Glass leach rates as a function of glass composition

As the cost-saving incentive is to increase the waste loading in a wasteform, the optimal glassy wasteform compositions are tailored as a compromise between waste loading and final glass durability accounting also for processing parameters on vitrification.[17] Table VI gives typical data on the parameters of HLW borosilicate and phosphate glasses.[5,51]
Table VI

Typical Properties of HLW Glasses

Glass

Density (g/cm3)

Compressive Strength (MPa)

NR, 28th day, in 10–6 g/cm2 day

Thermal Stability,* K (°C)

Damaging Dose,* Gy

Borosilicate

2.7

22 to 54

0.3 (Cs); 0.2 (Sr).

≥ 823 (550)

>109

Phosphate

2.6

9 to 14

1.1 (Cs); 0.4 (Sr).

≥ 723 (450)

>109

*The irradiation has a small impact on glasses, and the damaging dose is the absorbed dose above which the radionuclide NR’s increase several times, whereas thermal stability is the temperature above which the radionuclide NR’s increase >102 times

Vitrified radioactive waste is chemically durable and reliably retains radioactive species. Typical normalized leaching rates NR of vitrified waste forms are below 10–5 to 10–6 g/cm2 day. Moreover, as glasses and GCM are highly corrosion resistant, their high nuclide retention is expected to last for many millennia.
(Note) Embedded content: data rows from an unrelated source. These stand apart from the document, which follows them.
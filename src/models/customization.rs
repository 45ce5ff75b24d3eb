//! Story customization options
//!
//! The reader UI sends free-form strings; [`Customization::from_raw`] keeps
//! the recognized values and drops anything else, so an unknown mood or
//! theme never fails a request.

use super::keyword::keyword_enum;
use serde::{Deserialize, Serialize};

keyword_enum! {
    /// Child's reading level
    pub enum ReadingLevel {
        Beginner => "beginner",
        Intermediate => "intermediate",
        Advanced => "advanced",
    }
}

impl Default for ReadingLevel {
    fn default() -> Self {
        ReadingLevel::Intermediate
    }
}

keyword_enum! {
    /// Requested story length
    pub enum StoryLength {
        Short => "short",
        Medium => "medium",
        Long => "long",
    }
}

keyword_enum! {
    /// Overall mood of the story
    pub enum Mood {
        Adventurous => "adventurous",
        Calm => "calm",
        Funny => "funny",
        Educational => "educational",
        Magical => "magical",
    }
}

keyword_enum! {
    /// Illustration art style
    pub enum ArtStyle {
        Cartoon => "cartoon",
        Watercolor => "watercolor",
        Digital => "digital",
        Storybook => "storybook",
    }
}

impl Default for ArtStyle {
    fn default() -> Self {
        ArtStyle::Cartoon
    }
}

keyword_enum! {
    /// Adventure theme
    pub enum AdventureType {
        Fantasy => "fantasy",
        Space => "space",
        Underwater => "underwater",
        Forest => "forest",
        Dinosaur => "dinosaur",
        Superhero => "superhero",
        Pirate => "pirate",
        Ninja => "ninja",
        Wizard => "wizard",
        Princess => "princess",
        Robot => "robot",
        Alien => "alien",
        Jungle => "jungle",
        Arctic => "arctic",
        Desert => "desert",
        Mountain => "mountain",
        Circus => "circus",
        Farm => "farm",
        City => "city",
        Beach => "beach",
        Carnival => "carnival",
        Museum => "museum",
        Library => "library",
        Bakery => "bakery",
        Garden => "garden",
        Treehouse => "treehouse",
        Playground => "playground",
        School => "school",
        Hospital => "hospital",
        Fire => "fire",
        Police => "police",
        Vet => "vet",
        Chef => "chef",
        Artist => "artist",
        Musician => "musician",
        Dancer => "dancer",
        Inventor => "inventor",
        Detective => "detective",
        Time => "time",
        Fairy => "fairy",
        Dragon => "dragon",
        Unicorn => "unicorn",
        Mermaid => "mermaid",
        Ghost => "ghost",
        Monster => "monster",
        Toy => "toy",
        Candy => "candy",
        Ice => "ice",
        Volcano => "volcano",
        Cloud => "cloud",
        Rainbow => "rainbow",
    }
}

/// Customization record exactly as the client sent it
///
/// Echoed back unchanged in the generate-story response.
#[derive(Debug, Clone, Default, PartialEq, Serialize, Deserialize)]
#[serde(rename_all = "camelCase")]
pub struct RawCustomization {
    #[serde(default, skip_serializing_if = "Option::is_none")]
    pub length: Option<String>,
    #[serde(default, skip_serializing_if = "Option::is_none")]
    pub mood: Option<String>,
    #[serde(default, skip_serializing_if = "Option::is_none")]
    pub adventure_type: Option<String>,
    #[serde(default)]
    pub include_pictures: bool,
    #[serde(default, skip_serializing_if = "Option::is_none")]
    pub art_style: Option<String>,
}

/// Parsed customization options
#[derive(Debug, Clone, Copy, Default, PartialEq, Eq)]
pub struct Customization {
    pub length: Option<StoryLength>,
    pub mood: Option<Mood>,
    pub adventure_type: Option<AdventureType>,
    pub include_pictures: bool,
    pub art_style: Option<ArtStyle>,
}

impl Customization {
    /// Keep recognized options, silently drop the rest
    pub fn from_raw(raw: &RawCustomization) -> Self {
        fn keep<T: std::str::FromStr>(value: &Option<String>) -> Option<T> {
            value
                .as_deref()
                .filter(|v| !v.trim().is_empty())
                .and_then(|v| v.parse().ok())
        }

        Self {
            length: keep(&raw.length),
            mood: keep(&raw.mood),
            adventure_type: keep(&raw.adventure_type),
            include_pictures: raw.include_pictures,
            art_style: keep(&raw.art_style),
        }
    }
}

#[cfg(test)]
mod tests {
    use super::*;

    #[test]
    fn test_adventure_catalog_size() {
        assert_eq!(AdventureType::ALL.len(), 51);
        assert_eq!("volcano".parse::<AdventureType>().unwrap(), AdventureType::Volcano);
    }

    #[test]
    fn test_defaults() {
        assert_eq!(ReadingLevel::default(), ReadingLevel::Intermediate);
        assert_eq!(ArtStyle::default(), ArtStyle::Cartoon);
    }

    #[test]
    fn test_from_raw_drops_unknown_values() {
        let raw = RawCustomization {
            length: Some("short".to_string()),
            mood: Some("grumpy".to_string()),
            adventure_type: Some("space".to_string()),
            include_pictures: true,
            art_style: Some("".to_string()),
        };
        let parsed = Customization::from_raw(&raw);
        assert_eq!(parsed.length, Some(StoryLength::Short));
        assert_eq!(parsed.mood, None);
        assert_eq!(parsed.adventure_type, Some(AdventureType::Space));
        assert!(parsed.include_pictures);
        assert_eq!(parsed.art_style, None);
    }

    #[test]
    fn test_raw_customization_camel_case() {
        let raw: RawCustomization = serde_json::from_str(
            r#"{"length":"long","adventureType":"pirate","includePictures":true,"artStyle":"digital"}"#,
        )
        .unwrap();
        assert_eq!(raw.adventure_type.as_deref(), Some("pirate"));
        assert_eq!(raw.art_style.as_deref(), Some("digital"));
        assert!(raw.include_pictures);

        let echoed = serde_json::to_value(&raw).unwrap();
        assert_eq!(echoed["adventureType"], "pirate");
        assert!(echoed.get("mood").is_none());
    }
}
7 Long-Term Durability of Nuclear Waste Glasses (Effect of Temperature, pH, and Time)

Corrosion durability of vitrified waste is the most important acceptance parameter for disposal.[12,52] Insight into the long-term behavior of nuclear waste glasses is an important issue related to our ability to assess the reliability of nuclear waste immobilization in an envisaged repository environment. The release of radioactive species, which in nuclear waste glasses are invariably cations, can be caused by corrosion of the glass in contact with groundwater. However, the potential contact of water with glass is deferred in actual disposal systems to times after the waste container has been breached. The material selection of the engineered barriers, e.g., canisters depends on each particular country. Stainless steels are considered but also carbon steel, nickel alloys, titanium alloys, and copper may be used. For vitrified HLW containers, which are made of stainless steel, these times are expected to be of the order of many hundreds or even thousands of years. High temperatures and radiation dose rates are likely only for the first few hundred years after HLW vitrification, so that container temperatures will be close to those of the ambient rock by the expected time of contact with groundwater. Moreover, the role of βγ-radiolysis will also become negligible because of low radiation dose rates. Vitrified LILW is almost invariably at the ambient temperature of a repository environment. In addition, this type of waste is expected to be disposed of in near-surface repositories, which are often characterized by near-neutral groundwaters and relatively low host-rock temperatures. Hence, the temperatures of nuclear waste glasses at the times of expected contact with groundwater are likely to be close to those of the surrounding repository environment.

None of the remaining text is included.